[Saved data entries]
----------
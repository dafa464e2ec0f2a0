#![cfg(feature = "async")]
//! Stream extensions for feeding assertions into a network
//! (feature = `"async"`).
//!
//! External adapters (sensor bridges, message consumers, replayed
//! journals) naturally produce a `futures::Stream` of assertions.
//! This module adds `.assert_all(&net)` to any such stream, draining it
//! into a [`SharedNetwork`] one quiescent operation at a time.

use async_trait::async_trait;
use futures::Stream;
use futures::StreamExt;

use crate::cell::CellId;
use crate::error::NetworkError;
use crate::lattice::Value;
use crate::shared::SharedNetwork;
use crate::tms::Informant;

/// One externally-sourced assertion: a value for a cell on the
/// authority of an informant.
#[derive(Debug, Clone)]
pub struct Assertion {
    /// Target cell.
    pub cell: CellId,
    /// The asserted value.
    pub value: Value,
    /// The source to file the belief under (and retract by, later).
    pub informant: Informant,
}

impl Assertion {
    /// Convenience constructor.
    pub fn new(cell: CellId, value: Value, informant: impl Into<Informant>) -> Self {
        Self {
            cell,
            value,
            informant: informant.into(),
        }
    }
}

/// Extension trait draining streams of assertions into a network.
///
/// Automatically implemented for every `Stream<Item = Assertion>`.
///
/// # Example
///
/// ```rust,ignore
/// use futures::stream;
/// use hearsay::assert_stream_ext::{Assertion, AssertStreamExt};
/// use hearsay::lattice::Value;
///
/// let readings = stream::iter(vec![
///     Assertion::new(temperature, Value::Number(21.5), "thermometer"),
///     Assertion::new(humidity, Value::Number(0.4), "hygrometer"),
/// ]);
/// let applied = readings.assert_all(&net).await?;
/// assert_eq!(applied, 2);
/// ```
#[async_trait]
pub trait AssertStreamExt: Stream<Item = Assertion> + Sized + Unpin + Send {
    /// Apply every assertion in order, each one running to fixpoint
    /// before the next is read. Stops at the first error and returns
    /// it; otherwise returns how many assertions were applied.
    async fn assert_all(mut self, net: &SharedNetwork) -> Result<u64, NetworkError> {
        let mut applied = 0;
        while let Some(assertion) = self.next().await {
            net.add_content(assertion.cell, assertion.value, assertion.informant)?;
            applied += 1;
        }
        Ok(applied)
    }
}

#[async_trait]
impl<T> AssertStreamExt for T where T: Stream<Item = Assertion> + Sized + Unpin + Send {}
//! A bidirectional temperature converter: °F = °C × 9/5 + 32.
//!
//! The constraint network is the *relation* between the two scales,
//! not a function from one to the other — assert either end and the
//! other is derived. Retract the assertion and everything derived from
//! it vanishes.
//!
//! Run with: `cargo run --example temperature`

use hearsay::arith::{adder, constant, multiplier};
use hearsay::lattice::Value;
use hearsay::network::Network;

fn show(net: &Network, name: &str, cell: hearsay::cell::CellId) {
    println!("  {name} = {}", net.read_cell(cell).unwrap());
}

fn main() {
    let mut net = Network::new();

    // celsius × ratio = scaled;  scaled + offset = fahrenheit
    let celsius = net.create_cell();
    let ratio = net.create_cell();
    let scaled = net.create_cell();
    let offset = net.create_cell();
    let fahrenheit = net.create_cell();

    multiplier(&mut net, celsius, ratio, scaled).unwrap();
    adder(&mut net, scaled, offset, fahrenheit).unwrap();

    constant(&mut net, ratio, 9.0 / 5.0, "nine-fifths").unwrap();
    constant(&mut net, offset, 32.0, "thirty-two").unwrap();

    println!("=== Forward: assert 100 °C ===");
    net.add_content(celsius, Value::Number(100.0), "thermometer")
        .unwrap();
    show(&net, "celsius", celsius);
    show(&net, "fahrenheit", fahrenheit);

    println!("\n=== Retract the thermometer reading ===");
    net.retract_content(celsius, "thermometer").unwrap();
    show(&net, "celsius", celsius);
    show(&net, "fahrenheit", fahrenheit);

    println!("\n=== Backward: assert 32 °F ===");
    net.add_content(fahrenheit, Value::Number(32.0), "weather-report")
        .unwrap();
    show(&net, "fahrenheit", fahrenheit);
    show(&net, "celsius", celsius);

    println!("\nWho is responsible for the celsius value?");
    for informant in net.support_of(celsius).unwrap() {
        println!("  - {informant}");
    }
}
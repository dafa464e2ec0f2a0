//! The network: cells, propagators, and their TMS, behind one owner.
//!
//! All cells and propagators live behind a single serialized owner:
//! every public operation runs to quiescence before returning, so a
//! caller never observes a half-propagated network. (Early propagator
//! systems gave each cell and each propagator its own actor; at even
//! moderate scale that becomes a message storm. One owner with plain
//! in-memory maps keeps the same handle-based API and makes the global
//! fixpoint invariant trivial to maintain.)
//!
//! ## Data flow
//!
//! [`Network::add_content`] turns the caller's informant into a TMS
//! assumption, appends a belief, and, if the cell's active value
//! changed, fires subscribed propagators depth-first in subscription
//! order. Each firing reads the inputs' active values, and its writes
//! are applied as **derived** content: the written belief's node is
//! justified by the input beliefs that were read. Retracting an
//! informant therefore cascades automatically: the TMS relabels, the
//! derived values vanish from every active view, and nothing is ever
//! rebuilt.
//!
//! # Example
//!
//! ```rust
//! use hearsay::arith::adder;
//! use hearsay::lattice::Value;
//! use hearsay::network::Network;
//!
//! let mut net = Network::new();
//! let a = net.create_cell();
//! let b = net.create_cell();
//! let s = net.create_cell();
//! adder(&mut net, a, b, s).unwrap();
//!
//! net.add_content(a, Value::Number(3.0), "src_a").unwrap();
//! net.add_content(b, Value::Number(5.0), "src_b").unwrap();
//! assert_eq!(net.read_cell(s).unwrap(), Value::Number(8.0));
//!
//! // Retracting an input withdraws everything derived from it.
//! net.retract_content(a, "src_a").unwrap();
//! assert_eq!(net.read_cell(s).unwrap(), Value::Nothing);
//! ```

use std::collections::{BTreeSet, HashMap, VecDeque};
//! Map coloring with the finite-domain solver.
//!
//! Color mainland Australia with three colors so that no two
//! neighboring territories share one. AC-3 prunes what it can; the
//! backtracking search finishes the job.
//!
//! Run with: `cargo run --example map_coloring`

use std::collections::BTreeSet;

use hearsay::solver::{solve, Constraint, Domains};

const COLORS: [&str; 3] = ["red", "green", "blue"];

const TERRITORIES: [&str; 7] = ["WA", "NT", "SA", "Q", "NSW", "V", "T"];

const BORDERS: [(&str, &str); 9] = [
    ("WA", "NT"),
    ("WA", "SA"),
    ("NT", "SA"),
    ("NT", "Q"),
    ("SA", "Q"),
    ("SA", "NSW"),
    ("SA", "V"),
    ("Q", "NSW"),
    ("NSW", "V"),
];

fn main() {
    let domains: Domains = TERRITORIES
        .iter()
        .map(|t| {
            let all: BTreeSet<i64> = (0..COLORS.len() as i64).collect();
            (t.to_string(), all)
        })
        .collect();

    let constraints: Vec<Constraint> = BORDERS
        .iter()
        .map(|(x, y)| Constraint::binary(*x, *y, |a, b| a != b))
        .collect();

    match solve(&domains, &constraints) {
        Ok(solution) => {
            println!("A 3-coloring of mainland Australia (plus Tasmania):");
            for territory in TERRITORIES {
                let color = COLORS[solution[territory] as usize];
                println!("  {territory:4} {color}");
            }
        }
        Err(e) => println!("no coloring: {e}"),
    }
}
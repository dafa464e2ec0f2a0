//! Bidirectional arithmetic constraints built from primitive
//! propagators.
//!
//! An [`adder`] over cells `(a, b, s)` is not a function. It is the
//! *relation* `a + b = s`, installed as three propagators so that any
//! two known quantities derive the third:
//!
//! - `[a, b] → s`: `s := a + b`
//! - `[s, a] → b`: `b := s − a`
//! - `[s, b] → a`: `a := s − b`
//!
//! [`multiplier`] is the analogous relation `a · b = p`, with the
//! backward rules guarded against division by zero (they skip rather
//! than raise; fixpoint is already the retry mechanism).
//!
//! Every rule forwards [`Value::Contradiction`] through its output, so
//! a clash in one branch of a network stays visible downstream.
//!
//! # Example
//!
//! ```rust
//! use hearsay::arith::adder;
//! use hearsay::lattice::Value;
//! use hearsay::network::Network;
//!
//! let mut net = Network::new();
//! let (a, b, s) = (net.create_cell(), net.create_cell(), net.create_cell());
//! adder(&mut net, a, b, s).unwrap();
//!
//! // Assert the *sum* and one addend; the other addend appears.
//! net.add_content(s, Value::Number(8.0), "src_s").unwrap();
//! net.add_content(a, Value::Number(3.0), "src_a").unwrap();
//! assert_eq!(net.read_cell(b).unwrap(), Value::Number(5.0));
//! ```

use std::sync::Arc;

use num_traits::Zero;

use crate::cell::CellId;
use crate::error::NetworkError;
use crate::lattice::Value;
use crate::network::Network;
use crate::propagator::{Activation, PropagatorFn, PropagatorId};

/// A binary numeric rule writing to `out`: fires `f` when both inputs
/// are numbers, forwards contradictions, and skips everything else
/// (including `f` returning `None`).
fn binary_rule(out: CellId, f: impl Fn(f64, f64) -> Option<f64> + Send + Sync + 'static) -> PropagatorFn {
    Arc::new(move |vals: &[Value]| {
        if vals.iter().any(Value::is_contradiction) {
            return Activation::write_one(out, Value::Contradiction);
        }
        match (vals[0].as_number(), vals[1].as_number()) {
            (Some(x), Some(y)) => match f(x, y) {
                Some(z) => Activation::write_one(out, Value::Number(z)),
                None => Activation::Skip,
            },
            _ => Activation::Skip,
        }
    })
}

/// Install the constraint `a + b = s`.
///
/// Returns the three propagator ids (sum, then the two differences).
pub fn adder(
    net: &mut Network,
    a: CellId,
    b: CellId,
    s: CellId,
) -> Result<[PropagatorId; 3], NetworkError> {
    let sum = net.create_propagator(
        vec![a, b],
        vec![s],
        format!("sum({a},{b})"),
        binary_rule(s, |x, y| Some(x + y)),
    )?;
    let diff_b = net.create_propagator(
        vec![s, a],
        vec![b],
        format!("diff({s},{a})"),
        binary_rule(b, |x, y| Some(x - y)),
    )?;
    let diff_a = net.create_propagator(
        vec![s, b],
        vec![a],
        format!("diff({s},{b})"),
        binary_rule(a, |x, y| Some(x - y)),
    )?;
    Ok([sum, diff_b, diff_a])
}

/// Install the constraint `a · b = p`.
///
/// The backward rules skip when the divisor is zero: `p / 0` derives
/// nothing rather than raising.
///
/// # Example
///
/// ```rust
/// use hearsay::arith::multiplier;
/// use hearsay::lattice::Value;
/// use hearsay::network::Network;
///
/// let mut net = Network::new();
/// let (a, b, p) = (net.create_cell(), net.create_cell(), net.create_cell());
/// multiplier(&mut net, a, b, p).unwrap();
///
/// net.add_content(p, Value::Number(12.0), "src_p").unwrap();
/// net.add_content(a, Value::Number(4.0), "src_a").unwrap();
/// assert_eq!(net.read_cell(b).unwrap(), Value::Number(3.0));
/// ```
pub fn multiplier(
    net: &mut Network,
    a: CellId,
    b: CellId,
    p: CellId,
) -> Result<[PropagatorId; 3], NetworkError> {
    let div = |x: f64, y: f64| if y.is_zero() { None } else { Some(x / y) };
    let product = net.create_propagator(
        vec![a, b],
        vec![p],
        format!("product({a},{b})"),
        binary_rule(p, |x, y| Some(x * y)),
    )?;
    let quot_b = net.create_propagator(
        vec![p, a],
        vec![b],
        format!("quotient({p},{a})"),
        binary_rule(b, div),
    )?;
    let quot_a = net.create_propagator(
        vec![p, b],
        vec![a],
        format!("quotient({p},{b})"),
        binary_rule(a, div),
    )?;
    Ok([product, quot_b, quot_a])
}

/// Assert a named numeric constant into a cell.
///
/// Sugar over `add_content`; the constant is an ordinary retractable
/// assumption under the given informant.
pub fn constant(
    net: &mut Network,
    cell: CellId,
    value: f64,
    informant: &str,
) -> Result<(), NetworkError> {
    net.add_content(cell, Value::Number(value), informant)
}

#[cfg(test)]
mod tests {
    use super::*;

    fn num(x: f64) -> Value {
        Value::Number(x)
    }

    fn three_cells(net: &mut Network) -> (CellId, CellId, CellId) {
        (net.create_cell(), net.create_cell(), net.create_cell())
    }

    #[test]
    fn adder_derives_forward() {
        let mut net = Network::new();
        let (a, b, s) = three_cells(&mut net);
        adder(&mut net, a, b, s).unwrap();

        net.add_content(a, num(3.0), "src_a").unwrap();
        net.add_content(b, num(5.0), "src_b").unwrap();
        assert_eq!(net.read_cell(s), Ok(num(8.0)));
    }

    #[test]
    fn adder_derives_both_backward_directions() {
        let mut net = Network::new();
        let (a, b, s) = three_cells(&mut net);
        adder(&mut net, a, b, s).unwrap();

        net.add_content(s, num(8.0), "src_s").unwrap();
        net.add_content(b, num(5.0), "src_b").unwrap();
        assert_eq!(net.read_cell(a), Ok(num(3.0)));
    }

    #[test]
    fn multiplier_round_trips() {
        let mut net = Network::new();
        let (a, b, p) = three_cells(&mut net);
        multiplier(&mut net, a, b, p).unwrap();

        net.add_content(p, num(12.0), "src_p").unwrap();
        net.add_content(a, num(4.0), "src_a").unwrap();
        assert_eq!(net.read_cell(b), Ok(num(3.0)));
    }

    #[test]
    fn division_by_zero_derives_nothing() {
        let mut net = Network::new();
        let (a, b, p) = three_cells(&mut net);
        multiplier(&mut net, a, b, p).unwrap();

        net.add_content(p, num(12.0), "src_p").unwrap();
        net.add_content(a, num(0.0), "src_a").unwrap();
        // p / 0 must not raise and must not invent a value, so b
        // stays unknown.
        assert_eq!(net.read_cell(b), Ok(Value::Nothing));
    }

    #[test]
    fn contradiction_flows_downstream() {
        let mut net = Network::new();
        let (a, b, s) = three_cells(&mut net);
        adder(&mut net, a, b, s).unwrap();

        net.add_content(b, num(5.0), "src_b").unwrap();
        net.add_content(a, num(1.0), "first").unwrap();
        net.add_content(a, num(2.0), "second").unwrap();

        assert_eq!(net.read_cell(a), Ok(Value::Contradiction));
        assert_eq!(net.read_cell(s), Ok(Value::Contradiction));
    }

    #[test]
    fn contradiction_recovers_downstream() {
        let mut net = Network::new();
        let (a, b, s) = three_cells(&mut net);
        adder(&mut net, a, b, s).unwrap();

        net.add_content(b, num(5.0), "src_b").unwrap();
        net.add_content(a, num(1.0), "first").unwrap();
        net.add_content(a, num(2.0), "second").unwrap();
        net.retract_content(a, "second").unwrap();

        assert_eq!(net.read_cell(a), Ok(num(1.0)));
        assert_eq!(net.read_cell(s), Ok(num(6.0)));
    }
}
----------
Within the entries, determine the count of lines containing the string "Retracting" and output it alone.

2